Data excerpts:
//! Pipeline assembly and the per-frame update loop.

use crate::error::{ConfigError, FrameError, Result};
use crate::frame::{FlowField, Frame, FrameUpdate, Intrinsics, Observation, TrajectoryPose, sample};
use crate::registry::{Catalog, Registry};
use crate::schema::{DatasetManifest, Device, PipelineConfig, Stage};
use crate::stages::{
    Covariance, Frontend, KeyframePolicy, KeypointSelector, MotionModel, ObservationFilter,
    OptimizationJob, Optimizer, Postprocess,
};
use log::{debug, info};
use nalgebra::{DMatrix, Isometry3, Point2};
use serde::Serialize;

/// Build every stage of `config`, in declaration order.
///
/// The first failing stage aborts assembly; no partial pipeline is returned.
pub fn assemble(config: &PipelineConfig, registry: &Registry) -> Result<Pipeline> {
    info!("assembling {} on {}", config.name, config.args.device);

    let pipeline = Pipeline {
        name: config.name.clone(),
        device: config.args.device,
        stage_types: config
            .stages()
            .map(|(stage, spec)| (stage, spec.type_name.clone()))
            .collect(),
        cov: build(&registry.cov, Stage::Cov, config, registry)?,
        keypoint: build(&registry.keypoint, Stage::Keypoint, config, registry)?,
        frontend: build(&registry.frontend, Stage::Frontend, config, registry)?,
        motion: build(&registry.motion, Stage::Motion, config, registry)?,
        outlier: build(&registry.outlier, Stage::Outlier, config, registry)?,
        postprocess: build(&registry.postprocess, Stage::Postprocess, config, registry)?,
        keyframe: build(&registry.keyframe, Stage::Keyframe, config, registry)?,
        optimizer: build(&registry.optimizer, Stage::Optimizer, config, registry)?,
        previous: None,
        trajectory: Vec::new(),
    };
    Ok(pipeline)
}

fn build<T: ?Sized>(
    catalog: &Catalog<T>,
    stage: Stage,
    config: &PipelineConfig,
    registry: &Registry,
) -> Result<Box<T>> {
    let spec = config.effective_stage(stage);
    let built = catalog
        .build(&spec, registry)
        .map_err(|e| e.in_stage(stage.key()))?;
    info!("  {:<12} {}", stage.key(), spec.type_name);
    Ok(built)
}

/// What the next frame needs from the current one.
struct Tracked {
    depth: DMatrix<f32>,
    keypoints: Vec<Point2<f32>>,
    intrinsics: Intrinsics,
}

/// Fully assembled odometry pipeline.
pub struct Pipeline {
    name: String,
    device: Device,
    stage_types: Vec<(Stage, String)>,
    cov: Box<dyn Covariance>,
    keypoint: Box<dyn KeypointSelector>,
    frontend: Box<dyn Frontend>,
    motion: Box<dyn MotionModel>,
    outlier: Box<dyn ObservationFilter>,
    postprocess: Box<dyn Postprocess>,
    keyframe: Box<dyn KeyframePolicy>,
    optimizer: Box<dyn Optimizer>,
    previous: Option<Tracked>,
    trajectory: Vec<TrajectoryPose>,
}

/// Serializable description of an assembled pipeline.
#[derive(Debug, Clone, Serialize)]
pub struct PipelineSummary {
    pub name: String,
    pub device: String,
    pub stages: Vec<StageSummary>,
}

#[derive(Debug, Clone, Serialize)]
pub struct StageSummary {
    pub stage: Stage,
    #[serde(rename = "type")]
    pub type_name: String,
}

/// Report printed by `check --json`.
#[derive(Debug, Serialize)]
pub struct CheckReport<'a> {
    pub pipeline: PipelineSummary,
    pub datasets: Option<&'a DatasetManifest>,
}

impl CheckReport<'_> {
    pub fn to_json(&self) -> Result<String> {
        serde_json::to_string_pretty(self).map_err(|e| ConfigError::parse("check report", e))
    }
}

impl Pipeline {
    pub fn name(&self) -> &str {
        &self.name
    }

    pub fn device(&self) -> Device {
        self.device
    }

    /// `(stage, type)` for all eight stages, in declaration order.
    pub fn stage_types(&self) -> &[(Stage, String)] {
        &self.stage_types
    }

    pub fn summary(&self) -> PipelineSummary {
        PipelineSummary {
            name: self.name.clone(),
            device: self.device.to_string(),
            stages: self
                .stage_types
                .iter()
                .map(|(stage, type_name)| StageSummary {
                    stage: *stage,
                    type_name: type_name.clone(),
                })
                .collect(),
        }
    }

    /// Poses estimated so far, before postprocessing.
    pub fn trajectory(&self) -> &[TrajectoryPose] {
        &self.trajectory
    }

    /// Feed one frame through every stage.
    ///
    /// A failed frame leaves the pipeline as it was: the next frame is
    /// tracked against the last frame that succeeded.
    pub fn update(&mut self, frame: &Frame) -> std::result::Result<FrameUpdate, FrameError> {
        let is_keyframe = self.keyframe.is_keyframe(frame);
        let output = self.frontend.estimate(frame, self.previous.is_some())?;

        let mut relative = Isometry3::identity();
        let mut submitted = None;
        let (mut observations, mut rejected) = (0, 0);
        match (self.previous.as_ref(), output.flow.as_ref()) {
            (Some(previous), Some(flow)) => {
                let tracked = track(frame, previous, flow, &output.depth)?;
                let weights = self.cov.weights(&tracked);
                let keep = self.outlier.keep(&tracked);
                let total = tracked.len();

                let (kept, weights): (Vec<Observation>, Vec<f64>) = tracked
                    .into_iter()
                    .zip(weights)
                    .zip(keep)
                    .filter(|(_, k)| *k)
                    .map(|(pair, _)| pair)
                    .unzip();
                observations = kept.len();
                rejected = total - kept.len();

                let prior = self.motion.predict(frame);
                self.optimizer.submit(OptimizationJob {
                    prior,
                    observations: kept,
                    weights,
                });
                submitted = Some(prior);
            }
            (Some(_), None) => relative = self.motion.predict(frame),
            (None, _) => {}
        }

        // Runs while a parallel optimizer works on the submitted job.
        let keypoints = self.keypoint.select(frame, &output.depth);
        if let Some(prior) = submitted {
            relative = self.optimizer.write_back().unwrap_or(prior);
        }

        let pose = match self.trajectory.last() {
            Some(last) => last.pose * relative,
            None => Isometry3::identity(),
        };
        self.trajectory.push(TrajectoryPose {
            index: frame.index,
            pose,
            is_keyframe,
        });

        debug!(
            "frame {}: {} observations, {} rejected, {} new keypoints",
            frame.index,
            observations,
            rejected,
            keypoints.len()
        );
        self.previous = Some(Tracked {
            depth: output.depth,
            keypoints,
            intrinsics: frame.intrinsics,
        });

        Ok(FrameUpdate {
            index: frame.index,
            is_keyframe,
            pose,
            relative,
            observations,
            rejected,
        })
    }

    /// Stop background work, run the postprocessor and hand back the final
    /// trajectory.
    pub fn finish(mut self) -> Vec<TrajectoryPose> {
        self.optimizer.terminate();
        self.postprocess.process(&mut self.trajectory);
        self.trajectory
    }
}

Work instructions: Out of the records, collect only those lines that contain the string "prior".

Written reply:
                let prior = self.motion.predict(frame);
                    prior,
                submitted = Some(prior);
        if let Some(prior) = submitted {
            relative = self.optimizer.write_back().unwrap_or(prior);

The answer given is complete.